Sunday, 17 July 2016

The early morning wake up attacks are doing my head in!

Even though i have been getting less attacks than i usually get so far this year i am still struggling to cope with the early morning wake up calls from the beast. Every morning for the last 2 months i have been woken up at 2 am or 3 am with some massive attacks starting as soon as i open my eyes. I think having to sleep at an angle because of the hiatus hernia is aggravating the cluster attacks and making the morning one more regular due to lack of sleep and discomfort. I have tried laying flat for a couple of days to see if it helped but nothing changed and all that happened was i was wheezing as i breath due to the hernia blocking my airway and this kept waking me up every hour through the night. Thankfully i am due to see the doctor on Tuesday as i really need them to chase up the treatment for the hernia as now food and drink is trapping all the time and every day i am in agony with soreness and stinging pain in the chest. Every time i eat and drink and swallow it just traps there and i have to push on my chest hard for it top pass through and sometimes i have to massage it for a while as it can be stubborn and not let anything pass.

 It has started to get worst over a period of time and if its ;left i think i will have problems eating and drinking permanently and it will eventually end up with me being unable to eat or drink anything and then i could be in real trouble. I had to cancel my last appointment with the Physiotherapist as i was in agony after doing the exercises that she gave me to help my neck and back as it just seemed to make my attacks worst. I started to get severe attacks during the day and they kept on returning so i ended up cutting the amount of exercises by half to see if it would help but still i was getting problems. I am due to see them again on Wednesday so they are gong to have to see if there is something else they can recommend as these exercises seem to cause me too much pain. Its bad enough i have to deal with pain every day anyway so i really don't need it being made any worst than it already is. Lets hope there is something else i can do to help me manage all the pain. 

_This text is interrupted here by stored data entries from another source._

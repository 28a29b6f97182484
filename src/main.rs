/*!
 * Scheduler Simulator - Main Entry Point
 *
 * Headless driver for the scheduler engine:
 * - Loads configuration from SIM_* environment variables
 * - Seeds a small demo population
 * - Drives ticks on the clock task until SIM_TICKS or Ctrl+C
 * - Prints the final snapshot as JSON
 */

use anyhow::{Context, Result};
use sched_sim::{init_tracing, ClockTask, Scheduler, SharedScheduler, SimConfig};
use tracing::info;

const DEFAULT_TICKS: u64 = 50;
const DEMO_POPULATION: usize = 5;

#[tokio::main]
async fn main() -> Result<()> {
    init_tracing();

    let config = SimConfig::from_env().context("invalid simulator configuration")?;
    let ticks = match std::env::var("SIM_TICKS") {
        Ok(raw) => raw
            .trim()
            .parse::<u64>()
            .with_context(|| format!("SIM_TICKS must be a number, got '{}'", raw))?,
        Err(_) => DEFAULT_TICKS,
    };
    let interval_ms = config.tick_interval_ms;

    info!(ticks, interval_ms, seed = ?config.seed, "Simulator starting");

    let mut scheduler = Scheduler::new(config)?;
    for _ in 0..DEMO_POPULATION {
        let burst = 3 + (scheduler.next_pid() % 8);
        scheduler.create_process(burst, None)?;
    }
    scheduler.admit_all_new();
    scheduler.dispatch();

    let shared = SharedScheduler::new(scheduler);
    let clock = ClockTask::spawn(shared.clone(), interval_ms, true);
    let mut snapshots = clock.subscribe();

    loop {
        tokio::select! {
            changed = snapshots.changed() => {
                if changed.is_err() {
                    break;
                }
                let snapshot = snapshots.borrow_and_update().clone();
                info!(
                    tick = snapshot.time,
                    running = ?snapshot.running.as_ref().map(|p| p.pid),
                    ready = snapshot.ready.len(),
                    blocked = snapshot.blocked.len(),
                    finished = snapshot.finished.len(),
                    zombies = snapshot.zombies.len(),
                    "Snapshot"
                );
                if snapshot.time >= ticks {
                    break;
                }
            }
            _ = tokio::signal::ctrl_c() => {
                info!("Interrupted");
                break;
            }
        }
    }

    clock.shutdown().await;

    let snapshot = shared.snapshot();
    println!("{}", serde_json::to_string_pretty(&snapshot)?);
    info!(stats = ?snapshot.stats, "Simulator stopped");
    Ok(())
}
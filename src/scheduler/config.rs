/*!
 * Simulation Configuration
 * Policy flags and tunables, loadable from JSON and `SIM_*` environment variables
 *
 * Environment variables:
 * - SIM_CONFIG_JSON: path of a JSON file loaded before the overrides below
 * - SIM_SEED: fixed seed for the scheduling generator
 * - SIM_AUTO_ARRIVALS / SIM_AUTO_BLOCKS / SIM_SIMULATE_ZOMBIE / SIM_REPEAT_MODE: flags
 * - SIM_DEPENDENCY_RELEASE: on_progress | on_reply
 * - SIM_FINISHED_TTL: ticks a FINISHED process is kept (unset = forever)
 * - SIM_TICK_INTERVAL_MS: clock interval for the driver
 */

use super::policy::PriorityPolicy;
use crate::core::errors::{SchedulerError, SchedulerResult};
use crate::core::limits::*;
use crate::core::types::Tick;
use serde::{Deserialize, Serialize};
use std::ops::RangeInclusive;
use std::str::FromStr;

/// How a dependency wait is satisfied
///
/// Exactly one policy is active per scheduler instance.
#[derive(Debug, Clone, Copy, PartialEq, Eq, Default, Serialize, Deserialize)]
#[serde(rename_all = "snake_case")]
pub enum DependencyRelease {
    /// The waiter is released on any tick the awaited process executes
    #[default]
    OnProgress,
    /// The waiter is released only by a reply message from the awaited process
    OnReply,
}

impl FromStr for DependencyRelease {
    type Err = SchedulerError;

    fn from_str(s: &str) -> Result<Self, Self::Err> {
        match s.trim().to_lowercase().as_str() {
            "on_progress" | "progress" => Ok(Self::OnProgress),
            "on_reply" | "reply" | "mailbox" => Ok(Self::OnReply),
            other => Err(SchedulerError::InvalidConfig(format!(
                "Invalid dependency release '{}'. Valid: on_progress, on_reply",
                other
            ))),
        }
    }
}

/// Scheduler configuration
#[derive(Debug, Clone, PartialEq, Serialize, Deserialize)]
#[serde(rename_all = "snake_case", default)]
pub struct SimConfig {
    /// Spawn processes on their own during ticks
    pub auto_arrivals: bool,
    /// Let the running process block on I/O at random
    pub auto_blocks: bool,
    /// Completed processes become ZOMBIE until reaped
    pub simulate_zombie: bool,
    /// Completed processes go straight back to READY
    pub repeat_mode: bool,
    /// Revival in repeat mode also brings back zombies
    pub revive_zombies: bool,
    pub dependency_release: DependencyRelease,
    pub arrival_chance: f64,
    pub block_chance: f64,
    pub dependency_injection_chance: f64,
    pub io_ticks: RangeInclusive<u32>,
    pub arrival_burst: RangeInclusive<u32>,
    pub finished_ttl: Option<Tick>,
    pub seed: Option<u64>,
    pub tick_interval_ms: u64,
    pub policy: PriorityPolicy,
}

impl Default for SimConfig {
    fn default() -> Self {
        Self {
            auto_arrivals: false,
            auto_blocks: false,
            simulate_zombie: false,
            repeat_mode: true,
            revive_zombies: true,
            dependency_release: DependencyRelease::default(),
            arrival_chance: DEFAULT_ARRIVAL_CHANCE,
            block_chance: DEFAULT_BLOCK_CHANCE,
            dependency_injection_chance: DEFAULT_DEPENDENCY_INJECTION_CHANCE,
            io_ticks: IO_TICKS,
            arrival_burst: ARRIVAL_BURST,
            finished_ttl: None,
            seed: None,
            tick_interval_ms: DEFAULT_TICK_INTERVAL_MS,
            policy: PriorityPolicy::default(),
        }
    }
}

impl SimConfig {
    /// Deterministic configuration with every random branch disabled
    pub fn deterministic(seed: u64) -> Self {
        Self {
            repeat_mode: false,
            seed: Some(seed),
            ..Self::default()
        }
    }

    #[must_use]
    pub fn with_seed(mut self, seed: u64) -> Self {
        self.seed = Some(seed);
        self
    }

    #[must_use]
    pub fn with_policy(mut self, policy: PriorityPolicy) -> Self {
        self.policy = policy;
        self
    }

    #[must_use]
    pub fn with_repeat_mode(mut self, enabled: bool) -> Self {
        self.repeat_mode = enabled;
        self
    }

    #[must_use]
    pub fn with_simulate_zombie(mut self, enabled: bool) -> Self {
        self.simulate_zombie = enabled;
        self
    }

    #[must_use]
    pub fn with_dependency_release(mut self, release: DependencyRelease) -> Self {
        self.dependency_release = release;
        self
    }

    #[must_use]
    pub fn with_finished_ttl(mut self, ttl: Tick) -> Self {
        self.finished_ttl = Some(ttl);
        self
    }

    /// Load from the process environment
    pub fn from_env() -> SchedulerResult<Self> {
        Self::from_lookup(|key| std::env::var(key).ok())
    }

    /// Load using an arbitrary variable lookup
    pub fn from_lookup<F>(lookup: F) -> SchedulerResult<Self>
    where
        F: Fn(&str) -> Option<String>,
    {
        let mut config = match lookup("SIM_CONFIG_JSON") {
            Some(path) => {
                let raw = std::fs::read_to_string(&path).map_err(|e| {
                    SchedulerError::InvalidConfig(format!("cannot read {}: {}", path, e))
                })?;
                Self::from_json(&raw)?
            }
            None => Self::default(),
        };

        if let Some(seed) = parse_var::<u64, _>(&lookup, "SIM_SEED")? {
            config.seed = Some(seed);
        }
        if let Some(flag) = flag_var(&lookup, "SIM_AUTO_ARRIVALS")? {
            config.auto_arrivals = flag;
        }
        if let Some(flag) = flag_var(&lookup, "SIM_AUTO_BLOCKS")? {
            config.auto_blocks = flag;
        }
        if let Some(flag) = flag_var(&lookup, "SIM_SIMULATE_ZOMBIE")? {
            config.simulate_zombie = flag;
        }
        if let Some(flag) = flag_var(&lookup, "SIM_REPEAT_MODE")? {
            config.repeat_mode = flag;
        }
        if let Some(release) = lookup("SIM_DEPENDENCY_RELEASE") {
            config.dependency_release = release.parse()?;
        }
        if let Some(ttl) = parse_var::<Tick, _>(&lookup, "SIM_FINISHED_TTL")? {
            config.finished_ttl = Some(ttl);
        }
        if let Some(ms) = parse_var::<u64, _>(&lookup, "SIM_TICK_INTERVAL_MS")? {
            config.tick_interval_ms = ms;
        }

        config.validate()?;
        Ok(config)
    }

    pub fn from_json(raw: &str) -> SchedulerResult<Self> {
        let config: Self = serde_json::from_str(raw)
            .map_err(|e| SchedulerError::InvalidConfig(format!("invalid JSON config: {}", e)))?;
        config.validate()?;
        Ok(config)
    }

    pub fn validate(&self) -> SchedulerResult<()> {
        for (name, chance) in [
            ("arrival_chance", self.arrival_chance),
            ("block_chance", self.block_chance),
            ("dependency_injection_chance", self.dependency_injection_chance),
        ] {
            if !(0.0..=1.0).contains(&chance) {
                return Err(SchedulerError::InvalidConfig(format!(
                    "{} must be within [0, 1], got {}",
                    name, chance
                )));
            }
        }

        for (name, range) in [
            ("io_ticks", &self.io_ticks),
            ("arrival_burst", &self.arrival_burst),
        ] {
            if range.is_empty() || *range.start() == 0 {
                return Err(SchedulerError::InvalidConfig(format!(
                    "{} must be a non-empty range starting at 1 or more, got {:?}",
                    name, range
                )));
            }
        }

        if !(MIN_TICK_INTERVAL_MS..=MAX_TICK_INTERVAL_MS).contains(&self.tick_interval_ms) {
            return Err(SchedulerError::InvalidConfig(format!(
                "tick_interval_ms must be between {} and {}, got {}",
                MIN_TICK_INTERVAL_MS, MAX_TICK_INTERVAL_MS, self.tick_interval_ms
            )));
        }

        self.policy.validate()
    }
}

fn parse_var<T, F>(lookup: &F, key: &str) -> SchedulerResult<Option<T>>
where
    T: FromStr,
    T::Err: std::fmt::Display,
    F: Fn(&str) -> Option<String>,
{
    match lookup(key) {
        Some(raw) => raw
            .trim()
            .parse::<T>()
            .map(Some)
            .map_err(|e| SchedulerError::InvalidConfig(format!("{}={}: {}", key, raw, e))),
        None => Ok(None),
    }
}

fn flag_var<F>(lookup: &F, key: &str) -> SchedulerResult<Option<bool>>
where
    F: Fn(&str) -> Option<String>,
{
    match lookup(key).as_deref().map(str::trim) {
        None => Ok(None),
        Some("1") | Some("true") | Some("yes") | Some("on") => Ok(Some(true)),
        Some("0") | Some("false") | Some("no") | Some("off") => Ok(Some(false)),
        Some(other) => Err(SchedulerError::InvalidConfig(format!(
            "{} expects a boolean, got '{}'",
            key, other
        ))),
    }
}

The rest of my treatment is on hold at the moment as there is nothing more they can do until this stupid hernia gets sorted out. A Hiatus Hernia is probably the worst kind and since i have had it all sorts of strange things have been going on. i have become allergic to things i have never been allergic to before. I have been getting severe chest pains and been rushed into hospital more than 5 times with them thinking i am having a heart attack and it turned out to be the hernia playing up and causing me pain. I have been getting strange rashes and sore eyes for no reason as though i have suddenly developed hay fever and my skin suddenly becomes bright red and sore for a short period for no reason at all. All this started when the hernia started and since then i have been living a nightmare. I am praying they will do something about it the next time they shove the camera down my throat to see if it has become worst or to see what else is going on.

 The constant infections and oral thrush and fungal infections in the chest is really getting to me so i pray to god it will all soon get sorted. The trouble is over the last few years the hospitals have become so busy and understaffed its crazy waiting months and even years for any appointments or treatment so god only knows how long i will end up having to suffer. It took long enough to get my appointment with physiotherapy, it was just over a year and 3 months before i received the letter inviting me to call and book my assessment appointment and it was classed as urgent as i was referred whilst i was in hospital being treated for constant cluster attacks and severe neck pain. The last time i saw my neurologist they then sent me a letter instructing the doctor to expedite my appointment for the hernia so i will take that with me when i go to see the doctor on Tuesday and hopefully they can then get something arranged. Until then i just have to wait and suffer in silence.